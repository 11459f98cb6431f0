//! Change submitter — sends a group's complete new member set.
//!
//! The update endpoint has replace semantics. The request therefore
//! carries `existing ∪ selected`; sending only the selection would drop
//! every table already under replication.

use std::collections::BTreeSet;
use std::sync::Arc;

use tracing::{error, info};

use xrepl_core::{MembershipUpdate, ReplicationGroup, SubmissionError, TableId, TaskAccepted};

use crate::api::ReplicationApi;

/// `group.member_table_ids ∪ selection`.
pub fn final_membership(
    group: &ReplicationGroup,
    selection: &BTreeSet<TableId>,
) -> BTreeSet<TableId> {
    group.member_table_ids.union(selection).cloned().collect()
}

/// Issues membership updates. Touches no local state.
pub struct ChangeSubmitter<A> {
    api: Arc<A>,
}

impl<A: ReplicationApi> ChangeSubmitter<A> {
    pub fn new(api: Arc<A>) -> Self {
        Self { api }
    }

    /// Submit `selection` for addition to `group`.
    ///
    /// Acceptance only means the server queued the change; the returned
    /// task id must be watched to learn whether it took effect.
    pub async fn submit(
        &self,
        group: &ReplicationGroup,
        selection: &BTreeSet<TableId>,
    ) -> Result<TaskAccepted, SubmissionError> {
        let update = MembershipUpdate {
            group_id: group.id.clone(),
            tables: final_membership(group, selection),
        };

        match self.api.update_membership(&update).await {
            Ok(accepted) => {
                info!(
                    group = %group.id,
                    task = %accepted.task_id,
                    added = update.tables.len() - group.member_table_ids.len(),
                    total = update.tables.len(),
                    "membership update accepted"
                );
                Ok(accepted)
            }
            Err(cause) => {
                error!(group = %group.id, error = %cause, "membership update rejected");
                Err(SubmissionError { cause })
            }
        }
    }
}
//! # SQLite Schema for counterd
//!
//! The shared store is one SQLite database in WAL mode. Every server process
//! opens the same file; SQLite's database-wide write lock (taken by
//! `BEGIN IMMEDIATE`) is what serializes counter updates across processes.
//!
//! ## Table Overview
//!
//! ```text
//! ┌─────────────────────────────────────────────────────────────────────────┐
//! │                           Schema Overview                               │
//! ├─────────────────────────────────────────────────────────────────────────┤
//! │                                                                         │
//! │  counter (1 row)        counter_log                 counter_history     │
//! │  ┌──────────────┐       ┌───────────────────┐       ┌───────────────┐   │
//! │  │ value  TEXT  │       │ pos (PK, AUTOINC) │       │ ts_ms         │   │
//! │  │ last_pos ────┼──────►│ value TEXT        │       │ granularity   │   │
//! │  │ updated_ms   │       │ kind, operand     │       │ value TEXT    │   │
//! │  └──────────────┘       │ user_id, country  │       └───────────────┘   │
//! │                         └───────────────────┘                           │
//! │                                                                         │
//! │  multiply_limits        consumed_payments          viewer_presence      │
//! │  ┌──────────────────┐   ┌───────────────────────┐  ┌────────────────┐   │
//! │  │ user_id (PK)     │   │ payment_intent_id (PK)│  │ process_id (PK)│   │
//! │  │ last_multiply_ms │   │ user_id, factor, pos  │  │ viewers        │   │
//! │  └──────────────────┘   └───────────────────────┘  │ updated_ms     │   │
//! │                         confirmed_payments         └────────────────┘   │
//! │                         ┌───────────────────────┐                       │
//! │                         │ payment_intent_id (PK)│                       │
//! │                         │ amount, currency      │                       │
//! │                         │ status, confirmed_ms  │                       │
//! │                         └───────────────────────┘                       │
//! └─────────────────────────────────────────────────────────────────────────┘
//! ```
//!
//! ## Design Decisions
//!
//! ### Why decimal TEXT for the value?
//!
//! The counter outgrows every SQLite numeric type. TEXT keeps it exact and
//! human-readable, and the wire format is decimal anyway.
//!
//! ### Why keep the value in every log row?
//!
//! A subscriber that missed rows (lag, pruning, reconnect) only ever needs the
//! latest row to be correct again. Rows are self-contained.

use std::path::Path;
use std::time::Duration;

use rusqlite::Connection;

use crate::types::BigCount;
use crate::{Error, Result};

// =============================================================================
// Schema Version
// =============================================================================

/// Current schema version. Increment when making breaking schema changes.
const SCHEMA_VERSION: i32 = 1;

/// How long a connection waits for another process's write lock before
/// giving up with `SQLITE_BUSY`.
pub const DEFAULT_BUSY_TIMEOUT: Duration = Duration::from_secs(5);

// =============================================================================
// DDL Statements
// =============================================================================

/// The authoritative counter value. Exactly one row (`id = 1`).
///
/// - `last_pos`: position of the log row that produced `value` (0 = none)
const CREATE_COUNTER: &str = r#"
CREATE TABLE IF NOT EXISTS counter (
    id         INTEGER PRIMARY KEY CHECK (id = 1),
    value      TEXT    NOT NULL,
    last_pos   INTEGER NOT NULL,
    updated_ms INTEGER NOT NULL
)
"#;

/// Append-only change feed, one row per applied operation.
///
/// `AUTOINCREMENT` guarantees positions are never reused, even after the
/// oldest rows are pruned.
const CREATE_COUNTER_LOG: &str = r#"
CREATE TABLE IF NOT EXISTS counter_log (
    pos          INTEGER PRIMARY KEY AUTOINCREMENT,
    value        TEXT    NOT NULL,
    kind         TEXT    NOT NULL,
    operand      INTEGER NOT NULL,
    user_id      TEXT,
    country_code TEXT,
    process_id   TEXT    NOT NULL,
    ts_ms        INTEGER NOT NULL
)
"#;

/// Rate-limit gate and historical record: one row per user who ever
/// multiplied. Rows are updated, never deleted.
const CREATE_MULTIPLY_LIMITS: &str = r#"
CREATE TABLE IF NOT EXISTS multiply_limits (
    user_id          TEXT PRIMARY KEY,
    last_multiply_ms INTEGER NOT NULL
)
"#;

/// Payment intents that already paid for a multiply.
const CREATE_CONSUMED_PAYMENTS: &str = r#"
CREATE TABLE IF NOT EXISTS consumed_payments (
    payment_intent_id TEXT PRIMARY KEY,
    user_id           TEXT    NOT NULL,
    factor            INTEGER NOT NULL,
    pos               INTEGER NOT NULL,
    consumed_ms       INTEGER NOT NULL
)
"#;

/// Payment intents the provider reported as paid, via the webhook.
///
/// Written by whichever process received the webhook; read by whichever
/// process the paying client is connected to.
const CREATE_CONFIRMED_PAYMENTS: &str = r#"
CREATE TABLE IF NOT EXISTS confirmed_payments (
    payment_intent_id TEXT PRIMARY KEY,
    amount            INTEGER NOT NULL,
    currency          TEXT    NOT NULL,
    status            TEXT    NOT NULL,
    confirmed_ms      INTEGER NOT NULL
)
"#;

/// Per-process viewer counts, summed for the global viewer count.
const CREATE_VIEWER_PRESENCE: &str = r#"
CREATE TABLE IF NOT EXISTS viewer_presence (
    process_id TEXT PRIMARY KEY,
    viewers    INTEGER NOT NULL,
    updated_ms INTEGER NOT NULL
)
"#;

/// Periodic snapshots of the counter for the history chart.
const CREATE_COUNTER_HISTORY: &str = r#"
CREATE TABLE IF NOT EXISTS counter_history (
    ts_ms       INTEGER NOT NULL,
    granularity TEXT    NOT NULL,
    value       TEXT    NOT NULL,
    PRIMARY KEY (ts_ms, granularity)
)
"#;

/// Metadata table for schema versioning.
const CREATE_METADATA: &str = r#"
CREATE TABLE IF NOT EXISTS counter_metadata (
    key   TEXT PRIMARY KEY,
    value TEXT NOT NULL
)
"#;

// =============================================================================
// Database Wrapper
// =============================================================================

/// A SQLite connection with the counterd schema initialized.
///
/// # Ownership
///
/// `Database` owns its `Connection`; hand it to the writer with
/// [`Database::into_connection`].
#[derive(Debug)]
pub struct Database {
    conn: Connection,
}

impl Database {
    /// Opens (creating if necessary) a store file with a zero counter.
    pub fn open(path: impl AsRef<Path>) -> Result<Self> {
        Self::open_seeded(path, &BigCount::zero())
    }

    /// Opens a store file; `initial` becomes the counter value only if the
    /// counter row does not exist yet.
    ///
    /// Safe to call concurrently from several processes: every statement is
    /// idempotent and lock waits are bounded by [`DEFAULT_BUSY_TIMEOUT`].
    pub fn open_seeded(path: impl AsRef<Path>, initial: &BigCount) -> Result<Self> {
        let conn = Connection::open(path)?;
        let mut db = Self { conn };
        db.initialize(initial)?;
        Ok(db)
    }

    /// Creates an in-memory database for unit tests.
    ///
    /// In-memory databases are private to one connection, so they cannot be
    /// shared with reader threads or other processes.
    pub fn open_in_memory() -> Result<Self> {
        Self::open_in_memory_seeded(&BigCount::zero())
    }

    /// In-memory database with a seeded counter.
    pub fn open_in_memory_seeded(initial: &BigCount) -> Result<Self> {
        let conn = Connection::open_in_memory()?;
        let mut db = Self { conn };
        db.initialize(initial)?;
        Ok(db)
    }

    /// Sets how long this connection waits on another writer's lock.
    pub fn set_busy_timeout(&self, timeout: Duration) -> Result<()> {
        self.conn.busy_timeout(timeout)?;
        Ok(())
    }

    /// Consumes the wrapper, returning the connection.
    pub fn into_connection(self) -> Connection {
        self.conn
    }

    fn initialize(&mut self, initial: &BigCount) -> Result<()> {
        // Must precede everything else: another process may be initializing
        // the same file right now.
        self.conn.busy_timeout(DEFAULT_BUSY_TIMEOUT)?;

        // WAL: readers see the last committed state while a writer works,
        // and several processes can share the file.
        self.conn.execute_batch("PRAGMA journal_mode = WAL")?;
        self.conn.execute_batch("PRAGMA synchronous = NORMAL")?;

        self.conn.execute_batch(CREATE_METADATA)?;
        self.conn.execute_batch(CREATE_COUNTER)?;
        self.conn.execute_batch(CREATE_COUNTER_LOG)?;
        self.conn.execute_batch(CREATE_MULTIPLY_LIMITS)?;
        self.conn.execute_batch(CREATE_CONSUMED_PAYMENTS)?;
        self.conn.execute_batch(CREATE_CONFIRMED_PAYMENTS)?;
        self.conn.execute_batch(CREATE_VIEWER_PRESENCE)?;
        self.conn.execute_batch(CREATE_COUNTER_HISTORY)?;

        self.conn.execute(
            "INSERT OR IGNORE INTO counter (id, value, last_pos, updated_ms) VALUES (1, ?, 0, 0)",
            [initial.to_string()],
        )?;

        self.verify_or_set_version()?;

        Ok(())
    }

    /// Records the schema version on a new file, or checks it on an existing
    /// one. `INSERT OR IGNORE` lets two processes race on a fresh file.
    fn verify_or_set_version(&mut self) -> Result<()> {
        self.conn.execute(
            "INSERT OR IGNORE INTO counter_metadata (key, value) VALUES ('schema_version', ?)",
            [SCHEMA_VERSION.to_string()],
        )?;

        let stored: String = self.conn.query_row(
            "SELECT value FROM counter_metadata WHERE key = 'schema_version'",
            [],
            |row| row.get(0),
        )?;

        match stored.parse::<i32>() {
            Ok(v) if v == SCHEMA_VERSION => Ok(()),
            _ => Err(Error::Schema(format!(
                "schema version mismatch: store has version {stored}, but this build requires {SCHEMA_VERSION}"
            ))),
        }
    }

    /// Returns a reference to the underlying connection.
    #[cfg(test)]
    pub fn connection(&self) -> &Connection {
        &self.conn
    }
}

// =============================================================================
// Tests
// =============================================================================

========

*Task item*.
Taking the lines above, repeat exactly those from the line that contains "they cannot be" through the line that contains "a seeded counter.", and both of those lines as well. Include nothing else.

*Response below*.
    /// In-memory databases are private to one connection, so they cannot be
    /// shared with reader threads or other processes.
    pub fn open_in_memory() -> Result<Self> {
        Self::open_in_memory_seeded(&BigCount::zero())
    }

    /// In-memory database with a seeded counter.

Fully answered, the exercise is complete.